Much of the remainder of the area is made up of two types of landscape which are scarplands or lowlands. A cuesta is an asymmetrical feature made up of a steeper scarp slope and a comparatively gentle dip slope that leads into a vale which is usually underlain by clay. This scarpland pattern of alternating scarp, dip slope and vale is a recurrent theme across much of central and southern England and makes up the scarpland landscape of much of southern Britain. The scale of cuestas varies very considerably from one area to another. Overlooking the lower Severn valley, the scarpland of Jurassic rocks at Birdlip Hill is up to 250 m above the Vale of Gloucester.

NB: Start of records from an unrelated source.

//! Canary Vitals - 配置驱动的合成HTTP监控执行器
//!
//! 这是一个用Rust编写的合成监控（canary）执行器，支持：
//! - 声明式HTTP探测配置
//! - 状态码与响应时间断言
//! - 失败重试策略
//! - 结构化日志记录
//!
//! 给定一份探测请求配置，依次发起HTTP请求、对响应评估断言、
//! 按策略重试，最终返回整体成败结论和诊断工件。

pub mod cli;
pub mod config;
pub mod error;
pub mod logging;
pub mod probe;
pub mod runner;

// 重新导出主要类型
pub use config::{Assertion, AssertionKind, AssertionOperator, Config, ProbeSpec, RetryPolicy};
pub use error::CanaryVitalsError;
pub use probe::{HttpProber, ProbeOutcome, ProbeReport, Prober, RequestExecutor};
pub use runner::{CanaryRunner, RunVerdict};

/// 应用程序版本信息
pub const VERSION: &str = env!("CARGO_PKG_VERSION");

/// 应用程序名称
pub const APP_NAME: &str = env!("CARGO_PKG_NAME");

/// 应用程序描述
pub const APP_DESCRIPTION: &str = env!("CARGO_PKG_DESCRIPTION");
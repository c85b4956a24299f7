//! 探测执行模块
//!
//! 提供HTTP探测、断言评估和重试执行功能

pub mod assertion;
pub mod executor;
pub mod outcome;
pub mod prober;

pub use assertion::evaluate_assertion;
pub use executor::{
    RequestExecutor, UserAgentProvider, CANARY_USER_AGENT_PLACEHOLDER, DEFAULT_CANARY_USER_AGENT,
};
pub use outcome::{AssertionCheck, ProbeOutcome, ProbeReport, MAX_BODY_CHARS};
pub use prober::{HttpProber, ProbeRequest, ProbeResponse, Prober};
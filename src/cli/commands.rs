//! 命令处理逻辑
//!
//! 实现各种CLI命令的处理逻辑

use crate::cli::args::{Args, Commands, OutputFormat};
use crate::config::{ConfigLoader, TomlConfigLoader};
use crate::error::Result;
use async_trait::async_trait;
use std::path::Path;

/// 命令处理器trait
#[async_trait]
pub trait Command: Send + Sync {
    /// 执行命令
    async fn execute(&self, args: &Args) -> Result<()>;
}

/// 版本命令
pub struct VersionCommand;

#[async_trait]
impl Command for VersionCommand {
    async fn execute(&self, args: &Args) -> Result<()> {
        if let Commands::Version { format } = &args.command {
            match format {
                OutputFormat::Json => {
                    let version_info = serde_json::json!({
                        "name": crate::APP_NAME,
                        "version": crate::VERSION,
                        "description": crate::APP_DESCRIPTION
                    });
                    println!("{}", serde_json::to_string_pretty(&version_info)?);
                }
                OutputFormat::Text => {
                    println!("{} v{}", crate::APP_NAME, crate::VERSION);
                    println!("{}", crate::APP_DESCRIPTION);
                }
            }
        }
        Ok(())
    }
}

/// 验证命令
pub struct ValidateCommand;

#[async_trait]
impl Command for ValidateCommand {
    async fn execute(&self, args: &Args) -> Result<()> {
        if let Commands::Validate {
            config_path,
            verbose,
        } = &args.command
        {
            let path = config_path
                .clone()
                .unwrap_or_else(|| args.get_config_path());

            let loader = TomlConfigLoader::new(true);
            let config = loader.load_from_file(&path).await?;

            println!("配置文件有效: {}", path.display());
            println!("探测请求数量: {}", config.requests.len());

            if *verbose {
                for (index, spec) in config.requests.iter().enumerate() {
                    let target = spec
                        .url
                        .as_deref()
                        .or(spec.script.as_deref())
                        .unwrap_or("<无目标>");
                    println!(
                        "  {}. {} {} (断言 {} 条, 重试 {} 次)",
                        index + 1,
                        spec.method,
                        target,
                        spec.assertions.len(),
                        spec.retry.count
                    );
                }
            }
        }
        Ok(())
    }
}

/// 初始化命令
pub struct InitCommand;

#[async_trait]
impl Command for InitCommand {
    async fn execute(&self, args: &Args) -> Result<()> {
        if let Commands::Init { config_path, force } = &args.command {
            self.create_config_file(config_path, *force).await
        } else {
            Ok(())
        }
    }
}

impl InitCommand {
    /// 创建配置文件
    async fn create_config_file(&self, config_path: &Path, force: bool) -> Result<()> {
        // 检查文件是否已存在
        if config_path.exists() && !force {
            eprintln!("配置文件已存在: {}", config_path.display());
            eprintln!("使用 --force 参数覆盖现有文件");
            return Ok(());
        }

        // 创建目录（如果不存在）
        if let Some(parent) = config_path.parent() {
            if !parent.as_os_str().is_empty() {
                tokio::fs::create_dir_all(parent).await?;
            }
        }

        // 写入配置文件
        tokio::fs::write(config_path, Self::get_template_config()).await?;

        println!("配置文件已创建: {}", config_path.display());
        println!("请编辑配置文件以添加您的探测请求");

        Ok(())
    }

    /// 获取配置模板
    fn get_template_config() -> &'static str {
        r#"# Canary Vitals 探测配置

[[requests]]
url = "https://example.com/health"
method = "GET"
timeout_seconds = 30

[requests.headers]
"User-Agent" = "Synthetic Canary"

[[requests.assertions]]
type = "STATUS_CODE"
operator = "EQUALS"
value = 200

[[requests.assertions]]
type = "RESPONSE_TIME"
operator = "LESS_THAN"
value = 5.0

[requests.retry]
count = 3
interval_seconds = 5
"#
    }
}

#[cfg(test)]
mod tests {
    use super::*;
    use crate::config::types::validate_config;

    #[tokio::test]
    async fn test_template_config_is_valid() {
        // 初始化模板必须能通过加载器和验证器
        let loader = TomlConfigLoader::new(false);
        let config = loader
            .load_from_string(InitCommand::get_template_config())
            .await
            .unwrap();
        assert!(validate_config(&config).is_ok());
        assert_eq!(config.requests.len(), 1);
        assert_eq!(config.requests[0].assertions.len(), 2);
    }

    #[tokio::test]
    async fn test_init_command_creates_file() {
        let temp_dir = tempfile::tempdir().unwrap();
        let config_path = temp_dir.path().join("config.toml");

        let command = InitCommand;
        command
            .create_config_file(&config_path, false)
            .await
            .unwrap();

        assert!(config_path.exists());
        let content = tokio::fs::read_to_string(&config_path).await.unwrap();
        assert!(content.contains("[[requests]]"));
    }

    #[tokio::test]
    async fn test_init_command_does_not_overwrite_without_force() {
        let temp_dir = tempfile::tempdir().unwrap();
        let config_path = temp_dir.path().join("config.toml");
        tokio::fs::write(&config_path, "existing").await.unwrap();

        let command = InitCommand;
        command
            .create_config_file(&config_path, false)
            .await
            .unwrap();

        let content = tokio::fs::read_to_string(&config_path).await.unwrap();
        assert_eq!(content, "existing");
    }

    #[tokio::test]
    async fn test_init_command_overwrites_with_force() {
        let temp_dir = tempfile::tempdir().unwrap();
        let config_path = temp_dir.path().join("config.toml");
        tokio::fs::write(&config_path, "existing").await.unwrap();

        let command = InitCommand;
        command
            .create_config_file(&config_path, true)
            .await
            .unwrap();

        let content = tokio::fs::read_to_string(&config_path).await.unwrap();
        assert!(content.contains("[[requests]]"));
    }
}
//! Concurrent typed metric registry.
//!
//! The registry maps composite keys (metric name plus label values in
//! call order) to live series, creating them lazily on first write from
//! the configured descriptor table. Five kinds of update/read semantics
//! are supported: write-once, counter, gauge, and two windowed kinds
//! that expose only the last completed interval to readers.

mod cell;
mod descriptor;
mod store;

pub use descriptor::{DescriptorTable, MetricDescriptor, MetricKind};
pub use store::{MetricsRegistry, Sample};
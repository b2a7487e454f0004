//! Background maintenance: window rolls and the idle eviction sweep.
//!
//! One task serves the whole registry. Window deadlines are tracked per
//! series, so a fine-grained tick only pays for the series that are
//! actually due; the eviction sweep runs on its own, coarser interval.

use crate::config::RetentionConfig;
use crate::registry::MetricsRegistry;
use std::sync::Arc;
use std::time::{Duration, Instant};
use tokio::sync::mpsc;
use tracing::debug;

/// Granularity of the window-roll tick.
const ROLL_TICK: Duration = Duration::from_millis(100);

/// Spawn the maintenance task. Returns its shutdown handle.
pub fn spawn(registry: Arc<MetricsRegistry>, retention: RetentionConfig) -> mpsc::Sender<()> {
    let (shutdown_tx, mut shutdown_rx) = mpsc::channel::<()>(1);

    tokio::spawn(async move {
        let mut roll_tick = tokio::time::interval(ROLL_TICK);
        let mut sweep_tick = tokio::time::interval(retention.sweep_interval);

        loop {
            tokio::select! {
                _ = roll_tick.tick() => {
                    registry.roll_windows(Instant::now());
                }
                _ = sweep_tick.tick() => {
                    if retention.enabled {
                        registry.sweep_idle(retention.idle_timeout, Instant::now());
                    }
                }
                _ = shutdown_rx.recv() => {
                    debug!("maintenance task shutting down");
                    break;
                }
            }
        }
    });

    shutdown_tx
}
//! HTTP exposition server.

use crate::config::ExporterConfig;
use crate::error::{ExporterError, Result};
use crate::registry::MetricsRegistry;
use bytes::Bytes;
use http_body_util::Full;
use hyper::body::Incoming;
use hyper::server::conn::http1;
use hyper::service::service_fn;
use hyper::{Request, Response, StatusCode};
use hyper_util::rt::TokioIo;
use std::convert::Infallible;
use std::net::SocketAddr;
use std::sync::Arc;
use tokio::net::TcpListener;
use tokio::sync::mpsc;
use tracing::{debug, error, info};

/// Serves registry snapshots in Prometheus text exposition format.
#[derive(Debug)]
pub struct HttpExporter {
    /// Configuration.
    config: ExporterConfig,
    /// Metrics registry.
    registry: Arc<MetricsRegistry>,
    /// Shutdown sender.
    shutdown_tx: Option<mpsc::Sender<()>>,
}

impl HttpExporter {
    /// Create a new exporter.
    #[must_use]
    pub fn new(config: ExporterConfig, registry: Arc<MetricsRegistry>) -> Self {
        Self {
            config,
            registry,
            shutdown_tx: None,
        }
    }

    /// Start the HTTP server.
    ///
    /// # Errors
    ///
    /// Returns an error if the exporter is already running or the listen
    /// address cannot be bound.
    pub async fn start(&mut self) -> Result<()> {
        if self.shutdown_tx.is_some() {
            return Err(ExporterError::AlreadyRunning);
        }

        if !self.config.enabled {
            info!("exposition server is disabled");
            return Ok(());
        }

        let addr = self.config.socket_addr();
        let listener = TcpListener::bind(addr)
            .await
            .map_err(|e| ExporterError::Bind(format!("{addr}: {e}")))?;

        info!(%addr, path = %self.config.path, "exposition server listening");

        let (shutdown_tx, mut shutdown_rx) = mpsc::channel::<()>(1);
        self.shutdown_tx = Some(shutdown_tx);

        let registry = Arc::clone(&self.registry);
        let metrics_path = self.config.path.clone();

        tokio::spawn(async move {
            loop {
                tokio::select! {
                    accept_result = listener.accept() => {
                        match accept_result {
                            Ok((stream, remote_addr)) => {
                                debug!(%remote_addr, "new scrape connection");

                                let registry = Arc::clone(&registry);
                                let metrics_path = metrics_path.clone();

                                tokio::spawn(async move {
                                    let io = TokioIo::new(stream);

                                    let service = service_fn(move |req| {
                                        let registry = Arc::clone(&registry);
                                        let metrics_path = metrics_path.clone();

                                        async move {
                                            handle_request(req, &registry, &metrics_path)
                                        }
                                    });

                                    if let Err(e) = http1::Builder::new()
                                        .serve_connection(io, service)
                                        .await
                                    {
                                        debug!("connection error: {e}");
                                    }
                                });
                            }
                            Err(e) => {
                                error!("accept error: {e}");
                            }
                        }
                    }
                    _ = shutdown_rx.recv() => {
                        info!("exposition server shutting down");
                        break;
                    }
                }
            }
        });

        Ok(())
    }

    /// Stop the HTTP server.
    ///
    /// # Errors
    ///
    /// Returns an error if the exporter is not running.
    pub async fn stop(&mut self) -> Result<()> {
        if let Some(tx) = self.shutdown_tx.take() {
            let _ = tx.send(()).await;
            Ok(())
        } else {
            Err(ExporterError::NotRunning)
        }
    }

    /// Check if the server is running.
    #[must_use]
    pub fn is_running(&self) -> bool {
        self.shutdown_tx.is_some()
    }

    /// Get the bind address.
    #[must_use]
    pub fn bind_addr(&self) -> SocketAddr {
        self.config.socket_addr()
    }
}

/// Handle an HTTP request.
fn handle_request(
    req: Request<Incoming>,
    registry: &MetricsRegistry,
    metrics_path: &str,
) -> std::result::Result<Response<Full<Bytes>>, Infallible> {
    let path = req.uri().path();

    if path == metrics_path {
        let body = registry.encode_text();
        Ok(Response::builder()
            .status(StatusCode::OK)
            .header("Content-Type", "text/plain; version=0.0.4; charset=utf-8")
            .body(Full::new(Bytes::from(body)))
            .expect("response build failed"))
    } else if path == "/health" || path == "/healthz" {
        Ok(Response::builder()
            .status(StatusCode::OK)
            .body(Full::new(Bytes::from("OK")))
            .expect("response build failed"))
    } else {
        Ok(Response::builder()
            .status(StatusCode::NOT_FOUND)
            .body(Full::new(Bytes::from("Not Found")))
            .expect("response build failed"))
    }
}

#[cfg(test)]
mod tests {
    use super::*;
    use crate::registry::DescriptorTable;

    fn test_registry() -> Arc<MetricsRegistry> {
        Arc::new(MetricsRegistry::new("test", DescriptorTable::default()))
    }

    #[test]
    fn test_exporter_creation() {
        let exporter = HttpExporter::new(ExporterConfig::default(), test_registry());
        assert!(!exporter.is_running());
        assert_eq!(exporter.bind_addr().port(), 9090);
    }

    #[tokio::test]
    async fn test_exporter_start_stop() {
        let config = ExporterConfig {
            port: 19321,
            ..ExporterConfig::default()
        };
        let mut exporter = HttpExporter::new(config, test_registry());

        exporter.start().await.unwrap();
        assert!(exporter.is_running());

        // Starting again should fail.
        assert!(exporter.start().await.is_err());

        exporter.stop().await.unwrap();

        // Stopping again should fail.
        assert!(exporter.stop().await.is_err());
    }

    #[tokio::test]
    async fn test_exporter_disabled() {
        let config = ExporterConfig {
            enabled: false,
            ..ExporterConfig::default()
        };
        let mut exporter = HttpExporter::new(config, test_registry());

        // Should succeed but not actually start.
        exporter.start().await.unwrap();
        assert!(!exporter.is_running());
    }
}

The Cretaceous Chalk outcrops of southern, southeastern and eastern England are also characterized by cuesta landscapes, and there are major scarp slopes bordering the Chalk outcrops in Lincolnshire and in southeast England, where there are scarps bordering the North and South Downs. Although these are the major scarp and dip slopes making up cuesta landscapes, there are many smaller cuestas picking out variations in lithology that make up the diverse geological map of southern and central England.
A second type of area is made up of lowlands, which include the areas of the Fens, the London Basin, the Hampshire Basin, the lower Severn valley and the Trent and Ouse lowlands of eastern England, and also the Vale of Pickering, between the Jurassic rocks of the Yorkshire Moors and the Cretaceous rocks of the Yorkshire Wolds. In these lowland areas the surface rocks and deposits are usually comparatively young and often include sequences of recent Quaternary sediments.

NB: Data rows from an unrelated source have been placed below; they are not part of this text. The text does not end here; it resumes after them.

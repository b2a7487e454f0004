//! Service lifecycle wiring for the registry and its collaborators.

use crate::config::MetricsConfig;
use crate::error::{Diagnostic, ExporterError, Result};
use crate::exporter::HttpExporter;
use crate::maintenance;
use crate::registry::{DescriptorTable, MetricDescriptor, MetricsRegistry, Sample};
use std::sync::Arc;
use tokio::sync::mpsc;
use tracing::info;

/// Lifecycle state of the service.
#[derive(Debug, Clone, Copy, PartialEq, Eq)]
pub enum ServiceStatus {
    /// Background tasks are not running.
    Stopped,
    /// Maintenance (and the exposition server, when enabled) is running.
    Running,
}

impl std::fmt::Display for ServiceStatus {
    fn fmt(&self, f: &mut std::fmt::Formatter<'_>) -> std::fmt::Result {
        match self {
            Self::Stopped => write!(f, "stopped"),
            Self::Running => write!(f, "running"),
        }
    }
}

/// Owns the registry, the maintenance task, and the exposition server.
///
/// Construction is the one-time setup: the descriptor table is built from
/// configuration and fixed for the service's lifetime. Writers share the
/// registry handle and call [`MetricsRegistry::set`] from any thread.
#[derive(Debug)]
pub struct MetricsService {
    /// Configuration.
    config: MetricsConfig,
    /// Shared metric registry.
    registry: Arc<MetricsRegistry>,
    /// HTTP exposition server.
    exporter: HttpExporter,
    /// Maintenance task shutdown sender.
    maintenance_shutdown: Option<mpsc::Sender<()>>,
    /// Current status.
    status: ServiceStatus,
}

impl MetricsService {
    /// Create a service from configuration.
    #[must_use]
    pub fn new(config: MetricsConfig) -> Self {
        let table = DescriptorTable::from_config(&config.metrics);
        let registry = Arc::new(MetricsRegistry::new(config.prefix.clone(), table));
        let exporter = HttpExporter::new(config.exporter.clone(), Arc::clone(&registry));

        Self {
            config,
            registry,
            exporter,
            maintenance_shutdown: None,
            status: ServiceStatus::Stopped,
        }
    }

    /// Shared handle to the registry, for writers on other threads.
    #[must_use]
    pub fn registry(&self) -> &Arc<MetricsRegistry> {
        &self.registry
    }

    /// Record one measurement. Convenience passthrough to the registry.
    pub fn set(&self, name: &str, value: f64, labels: &[&str]) {
        self.registry.set(name, value, labels);
    }

    /// Descriptors for every configured family.
    #[must_use]
    pub fn describe(&self) -> Vec<MetricDescriptor> {
        self.registry.describe()
    }

    /// Snapshot every live series.
    #[must_use]
    pub fn collect(&self) -> Vec<Sample> {
        self.registry.collect()
    }

    /// Route non-fatal diagnostics to the given channel.
    pub fn set_error_sink(&self, tx: mpsc::UnboundedSender<Diagnostic>) {
        self.registry.set_error_sink(tx);
    }

    /// Start maintenance and, when enabled, the exposition server.
    ///
    /// # Errors
    ///
    /// Returns an error if the service is already running or the
    /// exposition listener cannot be bound.
    pub async fn start(&mut self) -> Result<()> {
        if self.status == ServiceStatus::Running {
            return Err(ExporterError::AlreadyRunning);
        }

        self.maintenance_shutdown = Some(maintenance::spawn(
            Arc::clone(&self.registry),
            self.config.retention.clone(),
        ));
        if let Err(e) = self.exporter.start().await {
            // Roll back the maintenance task so a failed start leaves
            // the service stopped.
            if let Some(tx) = self.maintenance_shutdown.take() {
                let _ = tx.send(()).await;
            }
            return Err(e);
        }

        self.status = ServiceStatus::Running;
        info!(
            prefix = %self.config.prefix,
            families = self.config.metrics.len(),
            retention = self.config.retention.enabled,
            "metrics service started"
        );
        Ok(())
    }

    /// Stop the background tasks.
    ///
    /// # Errors
    ///
    /// Returns an error if the service is not running.
    pub async fn stop(&mut self) -> Result<()> {
        if self.status != ServiceStatus::Running {
            return Err(ExporterError::NotRunning);
        }

        if let Some(tx) = self.maintenance_shutdown.take() {
            let _ = tx.send(()).await;
        }
        if self.exporter.is_running() {
            self.exporter.stop().await?;
        }

        self.status = ServiceStatus::Stopped;
        info!("metrics service stopped");
        Ok(())
    }

    /// Current lifecycle status.
    #[must_use]
    pub fn status(&self) -> ServiceStatus {
        self.status
    }
}

#[cfg(test)]
mod tests {
    use super::*;

    fn disabled_exporter_config() -> MetricsConfig {
        let mut config = MetricsConfig::default();
        config.exporter.enabled = false;
        config
    }

    #[test]
    fn test_service_starts_stopped() {
        let service = MetricsService::new(MetricsConfig::default());
        assert_eq!(service.status(), ServiceStatus::Stopped);
    }

    #[tokio::test]
    async fn test_service_lifecycle() {
        let mut service = MetricsService::new(disabled_exporter_config());

        service.start().await.unwrap();
        assert_eq!(service.status(), ServiceStatus::Running);

        // Starting again should fail.
        assert!(service.start().await.is_err());

        service.stop().await.unwrap();
        assert_eq!(service.status(), ServiceStatus::Stopped);

        // Stopping again should fail.
        assert!(service.stop().await.is_err());
    }

    #[tokio::test]
    async fn test_set_passthrough() {
        let mut config = disabled_exporter_config();
        config.metrics = vec![crate::config::MetricConfig {
            name: "hits".to_string(),
            kind: "counter".to_string(),
            help: "hits".to_string(),
            ..crate::config::MetricConfig::default()
        }];
        let service = MetricsService::new(config);

        service.set("hits", 2.0, &[]);
        service.set("hits", 3.0, &[]);
        assert_eq!(service.registry().value("hits", &[]), Some(5.0));
        assert_eq!(service.collect().len(), 1);
        assert_eq!(service.describe().len(), 1);
    }
}
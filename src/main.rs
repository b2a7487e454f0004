//! Exporter binary entry point.

use pulse_exporter::{MetricsConfig, MetricsService};
use tracing::{info, warn};

#[tokio::main]
async fn main() {
    tracing_subscriber::fmt()
        .with_env_filter(
            tracing_subscriber::EnvFilter::try_from_default_env()
                .unwrap_or_else(|_| tracing_subscriber::EnvFilter::new("info")),
        )
        .init();

    let config = match std::env::args().nth(1) {
        Some(path) => match MetricsConfig::load(&path) {
            Ok(config) => config,
            Err(e) => {
                eprintln!("failed to load configuration from '{path}': {e}");
                std::process::exit(1);
            }
        },
        None => {
            warn!("no configuration file given, using defaults");
            MetricsConfig::default()
        }
    };

    let mut service = MetricsService::new(config);
    if let Err(e) = service.start().await {
        eprintln!("failed to start metrics service: {e}");
        std::process::exit(1);
    }
    info!("pulse-exporter v{} running", env!("CARGO_PKG_VERSION"));

    if let Err(e) = tokio::signal::ctrl_c().await {
        warn!(error = %e, "failed to listen for shutdown signal");
    }
    if let Err(e) = service.stop().await {
        warn!(error = %e, "shutdown error");
    }
}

Although the contrast between the Highland and Lowland zones, and also the basic character of the cuesta landscape and of the lowlands, owes much to the underlying rock type and the superficial deposits, there are several other distinctive themes that have influenced the pattern and character of river development in central and southern England.

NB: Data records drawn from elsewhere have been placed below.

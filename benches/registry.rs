//! Benchmarks for the registry hot path and exposition encoding.

use criterion::{criterion_group, criterion_main, Criterion};
use pulse_exporter::config::MetricConfig;
use pulse_exporter::registry::{DescriptorTable, MetricsRegistry};
use std::hint::black_box;

fn metric(name: &str, kind: &str, labels: &[&str]) -> MetricConfig {
    MetricConfig {
        name: name.to_string(),
        kind: kind.to_string(),
        help: format!("{name} help"),
        labels: labels.iter().map(|s| (*s).to_string()).collect(),
        ..MetricConfig::default()
    }
}

fn bench_registry() -> MetricsRegistry {
    MetricsRegistry::new(
        "bench",
        DescriptorTable::from_config(&[
            metric("requests", "counter", &[]),
            metric("inflight", "gauge", &["chain", "node"]),
            metric("throughput", "window_sum", &[]),
        ]),
    )
}

fn bench_set(c: &mut Criterion) {
    let mut group = c.benchmark_group("registry/set");

    let registry = bench_registry();
    group.bench_function("counter_existing_series", |b| {
        b.iter(|| {
            registry.set(black_box("requests"), black_box(1.0), &[]);
        });
    });

    group.bench_function("gauge_labeled", |b| {
        b.iter(|| {
            registry.set(black_box("inflight"), 3.0, &["qos", "node0"]);
        });
    });

    group.bench_function("window_sum_accumulate", |b| {
        b.iter(|| {
            registry.set(black_box("throughput"), 2.0, &[]);
        });
    });

    group.finish();
}

fn bench_collect(c: &mut Criterion) {
    let mut group = c.benchmark_group("registry/collect");

    let registry = bench_registry();
    registry.set("requests", 100.0, &[]);
    for node in 0..32 {
        let node = format!("node{node}");
        registry.set("inflight", 1.0, &["qos", &node]);
    }

    group.bench_function("collect_33_series", |b| {
        b.iter(|| {
            black_box(registry.collect());
        });
    });

    group.bench_function("encode_text_33_series", |b| {
        b.iter(|| {
            black_box(registry.encode_text());
        });
    });

    group.finish();
}

criterion_group!(benches, bench_set, bench_collect);
criterion_main!(benches);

Firstly, there are still traces of the original east-flowing rivers which were thought to have provided the ancestors of the present river system in Britain. Thus the Trent has east-flowing sections that were complemented by a north-flowing section when rock types allowed the development of subsequent streams. The Thames is also dominantly eastward-flowing, and originally there was an east-flowing major river along the line of the present Solent. Many characteristics of rivers in central and southern England reflect the fact that the headwaters of many rivers originate in the Highland Zone. The fluvial characteristics of some rivers of central and southern England need to be seen as depositional counterparts of fluvial systems of the Highland Zone. Thus headwaters of the Severn and Wye in Wales are associated downstream with the characteristics of the middle and lower Severn, draining into the Bristol Channel. Similarly, the Trent, Ouse and Humber receive characteristic Upland rivers from the Pennines and from the North York Moors.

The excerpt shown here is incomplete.